Butler KM, et al. - Researchers carried out this study to ascertain the diagnostic yield of a clinical gene panel applied to an unselected cohort of epilepsy patients. In this study, 87 variants were identified in 30 different genes that could explain disease, of which 54% were not previously reported. They confirmed the utility of targeted gene panel analysis in epilepsy and underscored several factors to improve the yield of diagnostic genetic testing, including the critical need for clinical phenotype information and parental samples, microarray analysis for whole exon deletions and duplications, and frequent update of panels to incorporate new disease genes.

• The researchers retrospectively reviewed variant reports from 339 clinically-referred epilepsy patients screened using a 110-gene panel.
• They classified variants using ACMG guidelines.

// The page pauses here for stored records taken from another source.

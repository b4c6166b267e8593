//! Security-related response headers for browser clients.
//!
//! Responsibility:
//! - Content-Security-Policy from a fixed baseline plus configured
//!   `connect-src` / `frame-src` allow-lists, with a per-request
//!   `x-frame-allow` extension so a single route can admit one extra frame
//!   origin without widening global policy
//! - Unconditional hardening headers (clickjacking, MIME sniffing, referrer
//!   leakage, cross-origin isolation, browser feature restrictions)
//! - HSTS only in production; COEP only behind its feature flag
//! - Minting the `csrf_token` cookie when a request arrives without one
//!
//! Allow-lists are parsed and normalized once at boot into a HeaderPolicy,
//! not re-parsed per header field.

use std::sync::Arc;

use axum::{
    Router,
    body::Body,
    extract::State,
    http::{HeaderName, HeaderValue, Request, header},
    middleware::{self, Next},
    response::Response,
};
use base64::Engine;
use base64::engine::general_purpose::URL_SAFE_NO_PAD;
use url::Url;

use crate::config::Config;
use crate::middleware::csrf::{CSRF_COOKIE, cookie_value};

/// Per-request hint: one extra origin admitted into `frame-src`.
pub const FRAME_ALLOW_HEADER: &str = "x-frame-allow";

/// Precomputed, normalized header policy. Derived from config, never stored.
#[derive(Debug, Clone)]
pub struct HeaderPolicy {
    connect_src: Vec<String>,
    frame_src: Vec<String>,
    embedder_policy: bool,
    production: bool,
}

impl HeaderPolicy {
    pub fn from_config(config: &Config) -> Self {
        Self {
            connect_src: normalize_origins(&config.cors_allowed_origins),
            frame_src: normalize_origins(&config.frame_src_allowed_origins),
            embedder_policy: config.embedder_policy,
            production: config.app_env.is_production(),
        }
    }

    /// Compose the CSP value for one response.
    pub fn content_security_policy(&self, frame_extra: Option<&str>) -> String {
        let mut connect = String::from("'self'");
        for origin in &self.connect_src {
            connect.push(' ');
            connect.push_str(origin);
        }

        let mut frame = String::from("'self'");
        for origin in &self.frame_src {
            frame.push(' ');
            frame.push_str(origin);
        }
        if let Some(extra) = frame_extra.and_then(normalize_origin) {
            frame.push(' ');
            frame.push_str(&extra);
        }

        format!(
            "default-src 'self'; script-src 'self'; style-src 'self' 'unsafe-inline'; \
             img-src 'self' data:; connect-src {connect}; frame-src {frame}; \
             frame-ancestors 'none'; base-uri 'self'; form-action 'self'"
        )
    }
}

/// Apply security headers (and CSRF cookie minting) to all responses.
pub fn apply(router: Router, policy: Arc<HeaderPolicy>) -> Router {
    router.layer(middleware::from_fn_with_state(policy, headers_middleware))
}

async fn headers_middleware(
    State(policy): State<Arc<HeaderPolicy>>,
    req: Request<Body>,
    next: Next,
) -> Response {
    let frame_extra = req
        .headers()
        .get(FRAME_ALLOW_HEADER)
        .and_then(|v| v.to_str().ok())
        .map(str::to_string);
    let has_csrf_cookie = cookie_value(req.headers(), CSRF_COOKIE).is_some();

    let mut response = next.run(req).await;
    let headers = response.headers_mut();

    if let Ok(value) = HeaderValue::from_str(&policy.content_security_policy(frame_extra.as_deref()))
    {
        headers.insert(HeaderName::from_static("content-security-policy"), value);
    }

    // Fully restrictive framing: this service is never embedded itself, even
    // though it may embed allow-listed provider tools.
    headers.insert(
        HeaderName::from_static("x-frame-options"),
        HeaderValue::from_static("DENY"),
    );
    headers.insert(
        HeaderName::from_static("referrer-policy"),
        HeaderValue::from_static("no-referrer"),
    );
    headers.insert(
        HeaderName::from_static("x-content-type-options"),
        HeaderValue::from_static("nosniff"),
    );
    headers.insert(
        HeaderName::from_static("cross-origin-opener-policy"),
        HeaderValue::from_static("same-origin"),
    );
    headers.insert(
        HeaderName::from_static("cross-origin-resource-policy"),
        HeaderValue::from_static("same-origin"),
    );
    headers.insert(
        HeaderName::from_static("permissions-policy"),
        HeaderValue::from_static("camera=(), microphone=(), geolocation=()"),
    );

    // Some embedded third-party course content is incompatible with COEP,
    // so it stays opt-in.
    if policy.embedder_policy {
        headers.insert(
            HeaderName::from_static("cross-origin-embedder-policy"),
            HeaderValue::from_static("require-corp"),
        );
    }

    // HSTS would break plain-HTTP local development.
    if policy.production {
        headers.insert(
            HeaderName::from_static("strict-transport-security"),
            HeaderValue::from_static("max-age=31536000; includeSubDomains"),
        );
    }

    if !has_csrf_cookie {
        if let Ok(value) = HeaderValue::from_str(&csrf_cookie(policy.production)) {
            headers.append(header::SET_COOKIE, value);
        }
    }

    response
}

/// `Set-Cookie` value for a fresh CSRF token. Deliberately not HttpOnly:
/// client code has to read it back into the `x-csrf-token` header.
fn csrf_cookie(secure: bool) -> String {
    let token = mint_csrf_token();
    let mut cookie = format!("{CSRF_COOKIE}={token}; Path=/; SameSite=Lax");
    if secure {
        cookie.push_str("; Secure");
    }
    cookie
}

fn mint_csrf_token() -> String {
    // 32 bytes of entropy -> URL-safe base64 without padding.
    let mut bytes = [0u8; 32];
    getrandom::fill(&mut bytes).expect("getrandom failed");
    URL_SAFE_NO_PAD.encode(bytes)
}

fn normalize_origins(raw: &[String]) -> Vec<String> {
    raw.iter().filter_map(|s| normalize_origin(s)).collect()
}

/// Keep only well-formed http(s) origins; everything else is dropped rather
/// than emitted into a header verbatim.
fn normalize_origin(raw: &str) -> Option<String> {
    let url = Url::parse(raw.trim()).ok()?;
    if !matches!(url.scheme(), "http" | "https") {
        return None;
    }
    url.host_str()?;
    Some(url.origin().ascii_serialization())
}
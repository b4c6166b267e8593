/*
 * Responsibility
 * - Storage collaborator for the authorization gate: provider metadata
 *   (domain, jwksUrl) keyed via the course -> provider association
 * - SQLx Postgres implementation + in-memory implementation for tests
 * - The gate reads only; provider registration is owned elsewhere
 */
use async_trait::async_trait;
use sqlx::{FromRow, PgPool};
use uuid::Uuid;

use crate::repos::error::RepoError;

#[derive(Debug, Clone, FromRow)]
pub struct ProviderRecord {
    #[sqlx(rename = "providerId")]
    pub id: Uuid,
    /// Origin URL the provider registered; issuer/audience claims are
    /// compared against it.
    #[sqlx(rename = "domain")]
    pub domain: String,
    #[sqlx(rename = "jwksUrl")]
    pub jwks_url: Option<String>,
}

/// Lookup interface the gate depends on, injectable so tests never need a
/// database.
#[async_trait]
pub trait CourseProviderStore: Send + Sync {
    async fn get_provider_for_course(
        &self,
        course_id: &str,
    ) -> Result<Option<ProviderRecord>, RepoError>;
}

pub struct PgProviderStore {
    db: PgPool,
}

impl PgProviderStore {
    pub fn new(db: PgPool) -> Self {
        Self { db }
    }
}

#[async_trait]
impl CourseProviderStore for PgProviderStore {
    async fn get_provider_for_course(
        &self,
        course_id: &str,
    ) -> Result<Option<ProviderRecord>, RepoError> {
        let row = sqlx::query_as::<_, ProviderRecord>(
            r#"
            SELECT p."providerId", p."domain", p."jwksUrl"
            FROM providers p
            JOIN courses c ON c."providerId" = p."providerId"
            WHERE c."courseId" = $1
            "#,
        )
        .bind(course_id)
        .fetch_optional(&self.db)
        .await?;

        Ok(row)
    }
}

/// In-memory store for gate tests.
#[cfg(test)]
#[derive(Default)]
pub struct MemoryProviderStore {
    courses: std::collections::HashMap<String, ProviderRecord>,
}

#[cfg(test)]
impl MemoryProviderStore {
    pub fn with_course(mut self, course_id: &str, provider: ProviderRecord) -> Self {
        self.courses.insert(course_id.to_string(), provider);
        self
    }
}

#[cfg(test)]
#[async_trait]
impl CourseProviderStore for MemoryProviderStore {
    async fn get_provider_for_course(
        &self,
        course_id: &str,
    ) -> Result<Option<ProviderRecord>, RepoError> {
        Ok(self.courses.get(course_id).cloned())
    }
}
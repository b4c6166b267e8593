//! Wiring for the authorization gate.
//!
//! Responsibility:
//! - Assemble the gate from configuration: HTTP key fetcher, JWKS cache,
//!   provider JWT verifier, runtime-token verifier

use std::sync::Arc;
use std::time::Duration;

use tracing::error;

use crate::config::Config;
use crate::error::AppError;
use crate::repos::provider_repo::CourseProviderStore;
use crate::services::auth::gate::AuthorizationGate;
use crate::services::auth::jwks::{HttpKeyFetcher, JwksCache};
use crate::services::auth::provider_jwt::ProviderJwtVerifier;
use crate::services::auth::rate_limit::RateLimiter;
use crate::services::auth::runtime_token::RuntimeTokenVerifier;

pub fn build_authorization_gate(
    config: &Config,
    providers: Arc<dyn CourseProviderStore>,
    limiter: Arc<RateLimiter>,
) -> Result<Arc<AuthorizationGate>, AppError> {
    let fetcher = HttpKeyFetcher::new(Duration::from_secs(config.jwks_fetch_timeout_seconds))
        .map_err(|err| {
            error!(error = %err, "failed to build JWKS HTTP client");
            AppError::Internal
        })?;

    let cache = Arc::new(JwksCache::new(
        Arc::new(fetcher),
        Duration::from_secs(config.jwks_cache_ttl_seconds),
    ));

    let provider_jwt = ProviderJwtVerifier::new(cache, config.token_leeway_seconds);
    let runtime_tokens =
        RuntimeTokenVerifier::new(&config.runtime_token_secret, config.token_leeway_seconds);

    Ok(Arc::new(AuthorizationGate::new(
        providers,
        provider_jwt,
        runtime_tokens,
        limiter,
        config.webhook_rate_limit,
        config.rate_limit_window_ms,
        config.provider_verification,
        config.outcome_test_mode,
    )))
}
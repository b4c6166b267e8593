/*
 * Responsibility
 * - Shared context bound to the Router (AppState)
 * - Clone-cheap by construction (PgPool and services are Arc inside)
 */
use std::sync::Arc;

use sqlx::PgPool;

use crate::services::auth::AuthorizationGate;
use crate::services::auth::rate_limit::RateLimiter;

#[derive(Clone)]
pub struct AppState {
    pub db: PgPool,
    pub gate: Arc<AuthorizationGate>,
    pub limiter: Arc<RateLimiter>,
    pub mutation_rate_limit: u32,
    pub rate_limit_window_ms: u64,
}
/*
 * Responsibility
 * - POST /courses/{course_id}/outcomes (provider score callback)
 * - Gate first (rate limit + trust path), then shape validation
 * - Accepted outcomes are logged with the verified subject for audit
 */
use axum::{
    Json,
    extract::{Path, State},
    http::HeaderMap,
};
use tracing::info;

use crate::{
    api::v1::dto::outcomes::{OutcomeRequest, OutcomeResponse},
    error::AppError,
    state::AppState,
};

pub async fn post_outcome(
    State(state): State<AppState>,
    Path(course_id): Path<String>,
    headers: HeaderMap,
    Json(req): Json<OutcomeRequest>,
) -> Result<Json<OutcomeResponse>, AppError> {
    let claims = state
        .gate
        .authorize_outcome_callback(&course_id, &headers)
        .await?;

    req.validate()
        .map_err(|msg| AppError::bad_request("INVALID_OUTCOME", msg))?;

    info!(
        course_id,
        subject = %claims.subject,
        user_id = %req.user_id,
        score = req.score,
        "outcome accepted"
    );

    Ok(Json(OutcomeResponse { accepted: true }))
}
/*
 * Responsibility
 * - DELETE /assignments/{assignment_id} (browser-facing destructive mutation)
 * - Runtime token with the delete scope, then a per-user mutation throttle
 * - CSRF double-submit is enforced by route middleware before this runs
 */
use axum::{
    extract::{Path, State},
    http::{HeaderMap, StatusCode},
};
use tracing::{info, warn};
use uuid::Uuid;

use crate::{
    error::AppError,
    repos::assignment_repo,
    services::auth::gate::bearer_token,
    state::AppState,
};

const DELETE_SCOPE: &str = "assignments.delete";

pub async fn delete_assignment(
    State(state): State<AppState>,
    Path(assignment_id): Path<Uuid>,
    headers: HeaderMap,
) -> Result<StatusCode, AppError> {
    let token = bearer_token(&headers).ok_or(AppError::Unauthenticated)?;
    let claims = state.gate.verify_runtime_token(token, &[DELETE_SCOPE])?;

    // Throttle per verified subject, not per assignment: one misbehaving
    // client cannot spread deletions across ids to dodge the limit.
    let key = format!("asg:del:{}", claims.subject);
    let decision = state.limiter.check(
        &key,
        state.mutation_rate_limit,
        state.rate_limit_window_ms,
    );
    if !decision.allowed {
        warn!(subject = %claims.subject, "assignment deletion rate limited");
        let now_ms = chrono::Utc::now().timestamp_millis();
        return Err(AppError::RateLimited {
            remaining: decision.remaining,
            reset_at_ms: decision.reset_at_ms,
            retry_after_secs: decision.retry_after_secs(now_ms),
        });
    }

    let deleted = assignment_repo::delete(&state.db, assignment_id).await?;
    if deleted {
        info!(subject = %claims.subject, %assignment_id, "assignment deleted");
        Ok(StatusCode::NO_CONTENT)
    } else {
        Err(AppError::NotFound {
            resource: "assignment",
        })
    }
}
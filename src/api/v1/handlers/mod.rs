pub mod assignments;
pub mod health;
pub mod outcomes;
pub mod factory;
pub mod gate;
pub mod jwks;
pub mod provider_jwt;
pub mod rate_limit;
pub mod runtime_token;

use std::collections::HashSet;

pub use factory::build_authorization_gate;
pub use gate::AuthorizationGate;

/// Claims produced by successful verification, shared by both trust paths
/// (provider JWT and runtime token).
///
/// This is the only claims type callers ever see; it is never constructed
/// from unverified input.
#[derive(Debug, Clone)]
pub struct VerifiedClaims {
    pub subject: String,
    pub issuer: String,
    pub audience: Option<String>,
    pub course_id: Option<String>,
    pub user_id: Option<String>,
    pub scopes: HashSet<String>,
    /// Unix timestamp (seconds).
    pub expires_at: u64,
}
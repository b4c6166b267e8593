use thiserror::Error;

#[derive(Debug, Error)]
pub enum RepoError {
    #[error("database error: {0}")]
    Db(#[from] sqlx::Error),
}
//! Authorization gate for provider-facing outcome callbacks.
//!
//! Responsibility:
//! - Rate-limit the callback key once per request, before either trust path
//! - Pick the trust path: provider JWT when the course has a registered
//!   provider with a JWKS URL, first-party runtime token otherwise
//! - Map every verifier/cache failure onto the AppError taxonomy; raw
//!   verification errors never reach the client, only the logs
//!
//! The two paths exist because an integration may be a verified third party
//! (cryptographic trust via its published keys) or a first-party embedded
//! tool (a scoped, revocable token); the gate must not force every
//! integration to stand up a JWKS endpoint.

use std::sync::Arc;

use axum::http::{HeaderMap, header};
use tracing::{info, warn};

use crate::error::AppError;
use crate::repos::provider_repo::CourseProviderStore;
use crate::services::auth::VerifiedClaims;
use crate::services::auth::provider_jwt::{ProviderJwtError, ProviderJwtVerifier};
use crate::services::auth::rate_limit::RateLimiter;
use crate::services::auth::runtime_token::{RuntimeTokenError, RuntimeTokenVerifier};

/// Capability required to post an outcome.
pub const OUTCOME_WRITE_SCOPE: &str = "outcomes.write";

/// Alternate token header for providers that cannot set `Authorization`.
pub const OUTCOME_TOKEN_HEADER: &str = "x-outcome-token";

pub struct AuthorizationGate {
    providers: Arc<dyn CourseProviderStore>,
    provider_jwt: ProviderJwtVerifier,
    runtime_tokens: RuntimeTokenVerifier,
    limiter: Arc<RateLimiter>,
    webhook_rate_limit: u32,
    rate_limit_window_ms: u64,
    provider_verification: bool,
    outcome_test_mode: bool,
}

impl AuthorizationGate {
    #[allow(clippy::too_many_arguments)]
    pub fn new(
        providers: Arc<dyn CourseProviderStore>,
        provider_jwt: ProviderJwtVerifier,
        runtime_tokens: RuntimeTokenVerifier,
        limiter: Arc<RateLimiter>,
        webhook_rate_limit: u32,
        rate_limit_window_ms: u64,
        provider_verification: bool,
        outcome_test_mode: bool,
    ) -> Self {
        Self {
            providers,
            provider_jwt,
            runtime_tokens,
            limiter,
            webhook_rate_limit,
            rate_limit_window_ms,
            provider_verification,
            outcome_test_mode,
        }
    }

    /// Decide whether an outcome callback for `course_id` may proceed, and
    /// under which verified identity.
    pub async fn authorize_outcome_callback(
        &self,
        course_id: &str,
        headers: &HeaderMap,
    ) -> Result<VerifiedClaims, AppError> {
        // The throttle runs exactly once per request and takes precedence
        // over both verification paths.
        let key = format!("webhook:{course_id}");
        let decision = self
            .limiter
            .check(&key, self.webhook_rate_limit, self.rate_limit_window_ms);
        if !decision.allowed {
            warn!(course_id, "outcome callback rate limited");
            let now_ms = chrono::Utc::now().timestamp_millis();
            return Err(AppError::RateLimited {
                remaining: decision.remaining,
                reset_at_ms: decision.reset_at_ms,
                retry_after_secs: decision.retry_after_secs(now_ms),
            });
        }

        let provider = self
            .providers
            .get_provider_for_course(course_id)
            .await
            .map_err(|err| {
                warn!(course_id, error = ?err, "provider lookup failed");
                AppError::Internal
            })?;

        let token = bearer_token(headers);

        if self.provider_verification && !self.outcome_test_mode {
            if let Some(provider) = &provider {
                if let Some(jwks_url) = provider.jwks_url.as_deref() {
                    let token = token.ok_or(AppError::Unauthenticated)?;
                    let claims = self
                        .provider_jwt
                        .verify(token, jwks_url, &provider.domain, Some(course_id))
                        .await
                        .map_err(|err| reject_provider_failure(course_id, err))?;

                    info!(
                        course_id,
                        subject = %claims.subject,
                        issuer = %claims.issuer,
                        "outcome callback authorized via provider jwt"
                    );
                    return Ok(claims);
                }
            }
        }

        // No provider-verifiable path: fall back to the first-party scoped
        // token. Missing or unparseable tokens are unauthenticated; a valid
        // but under-scoped token is forbidden.
        let token = token.ok_or(AppError::Unauthenticated)?;
        match self.runtime_tokens.verify(token, &[OUTCOME_WRITE_SCOPE]) {
            Ok(claims) => {
                info!(
                    course_id,
                    subject = %claims.subject,
                    "outcome callback authorized via runtime token"
                );
                Ok(claims)
            }
            Err(RuntimeTokenError::InsufficientScope(scope)) => {
                warn!(course_id, scope, "runtime token under-scoped");
                Err(AppError::forbidden("INSUFFICIENT_SCOPE"))
            }
            Err(err) => {
                warn!(course_id, error = %err, "runtime token rejected");
                Err(AppError::Unauthenticated)
            }
        }
    }

    /// Verify a runtime token for a browser-originated mutation route.
    pub fn verify_runtime_token(
        &self,
        token: &str,
        required_scopes: &[&str],
    ) -> Result<VerifiedClaims, AppError> {
        match self.runtime_tokens.verify(token, required_scopes) {
            Ok(claims) => Ok(claims),
            Err(RuntimeTokenError::InsufficientScope(scope)) => {
                warn!(scope, "runtime token under-scoped");
                Err(AppError::forbidden("INSUFFICIENT_SCOPE"))
            }
            Err(err) => {
                warn!(error = %err, "runtime token rejected");
                Err(AppError::Unauthenticated)
            }
        }
    }
}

• The researchers identified pathogenic or likely pathogenic variants in 62 individuals (18%) and potentially causative variants were identified in an additional 21 individuals (6%).
• In SCN1A (n = 15) and KCNQ2 (n = 10), causative and potentially causative variants were most frequently identified.
• Other genes in which disease-causing variants were identified in multiple individuals included CDKL5, SCN2A, SCN8A, SCN1B, STXBP1, TPP1, PCDH19, CACNA1A, GABRA1, GRIN2A, SLC2A1, and TSC2.
• As per the outcomes, 16 additional genes had variants identified in single individuals.